The situation was “unusual” but the directors believed they could re-open various stores, including the Parnell Street outlet next Saturday. The Tallaght store had re-opened earlier, he said.
Mr Justice Charleton noted the company had secured court protection with the presentation of the petition, fixed the petition for hearing on May 3rd and made directions for its notification and advertisement.
Earlier, Mr Fanning said, while the company had historically met all its revenue obligations, there was a debt of €319,000 for VAT and PAYE/PRSI liabilities for 2012.
In the petition, the directors of the company said, while incorporated in 1963, the company had its origins in a family business dating back to 1934 when William and Brigid Peat set up a shop at Parnell Street to sell wet cell batteries, bicycles, furniture and prams. All six of their children had joined the business.
The company’s business grew year-on-year and was inherently always profitable, employing 90 people at its peak. To grow its business, it had decided to expand through opening new stores trading as Sony Centre stores, a single brand store show-casing the entire range offered by Sony. The company also opened five stores under the Peats brand between 2005 and 2011.

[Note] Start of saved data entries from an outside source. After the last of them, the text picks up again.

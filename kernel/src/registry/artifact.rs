// Artifact Store Boundary
//
// The registry never touches adapter weights. It only asks the store
// whether a reference points at something real.

use std::path::PathBuf;

use super::StorageRef;

pub trait ArtifactStore: Send + Sync {
    fn resolves(&self, reference: &StorageRef) -> bool;
}

/// Accepts any non-blank reference. Used when weights live outside this process's reach.
#[derive(Debug, Default, Clone, Copy)]
pub struct OpaqueArtifactStore;

impl ArtifactStore for OpaqueArtifactStore {
    fn resolves(&self, reference: &StorageRef) -> bool {
        !reference.as_str().trim().is_empty()
    }
}

/// References are paths relative to `root` and must exist on disk.
#[derive(Debug, Clone)]
pub struct LocalArtifactStore {
    root: PathBuf,
}

impl LocalArtifactStore {
    pub fn new(root: impl Into<PathBuf>) -> Self {
        Self { root: root.into() }
    }
}

impl ArtifactStore for LocalArtifactStore {
    fn resolves(&self, reference: &StorageRef) -> bool {
        !reference.as_str().trim().is_empty() && self.root.join(reference.as_str()).exists()
    }
}

#[cfg(test)]
mod tests {
    use super::*;
    use crate::registry::{AdapterRegistry, NewAdapterVersion, StorageError};
    use std::sync::Arc;

    #[test]
    fn opaque_store_rejects_blank_references() {
        assert!(OpaqueArtifactStore.resolves(&StorageRef::new("s3://bucket/adapter")));
        assert!(!OpaqueArtifactStore.resolves(&StorageRef::new("  ")));
    }

    #[test]
    fn local_store_requires_existing_path() {
        let dir = tempfile::tempdir().unwrap();
        std::fs::create_dir_all(dir.path().join("adapter_1/final")).unwrap();

        let registry = AdapterRegistry::new(Arc::new(LocalArtifactStore::new(dir.path())));

        registry
            .register(NewAdapterVersion {
                storage_reference: StorageRef::new("adapter_1/final"),
                source_feedback_count: 3,
            })
            .unwrap();

        let err = registry
            .register(NewAdapterVersion {
                storage_reference: StorageRef::new("adapter_2/final"),
                source_feedback_count: 3,
            })
            .unwrap_err();
        assert!(matches!(err, StorageError::Unresolvable(_)));
    }
}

The most obvious reason for its financial difficulties was the precipitous decline in its turnover since 2008 the directors said. Turnover peaked in the financial year ended March 2008 at €23.4 million, three times the 1998 figure.
The economic downturn plus the waning of the Sony brand from about 2007 negatively affected business. Sales declined more rapidly in the Sony stores than the Peats stores and overall turnover fell to just over €10 million this year. Other problems included high rents.
A significant part of the company’s future strategy would be on maximising internet sales, the directors said. The company’s cash reserves of €775,000 would provide a dividend under a scheme of arrangement. The company intended to generate cash through sales form the outset of the period of court protection and it was envisaged, if examinership failed, the position of creditors would be no worse.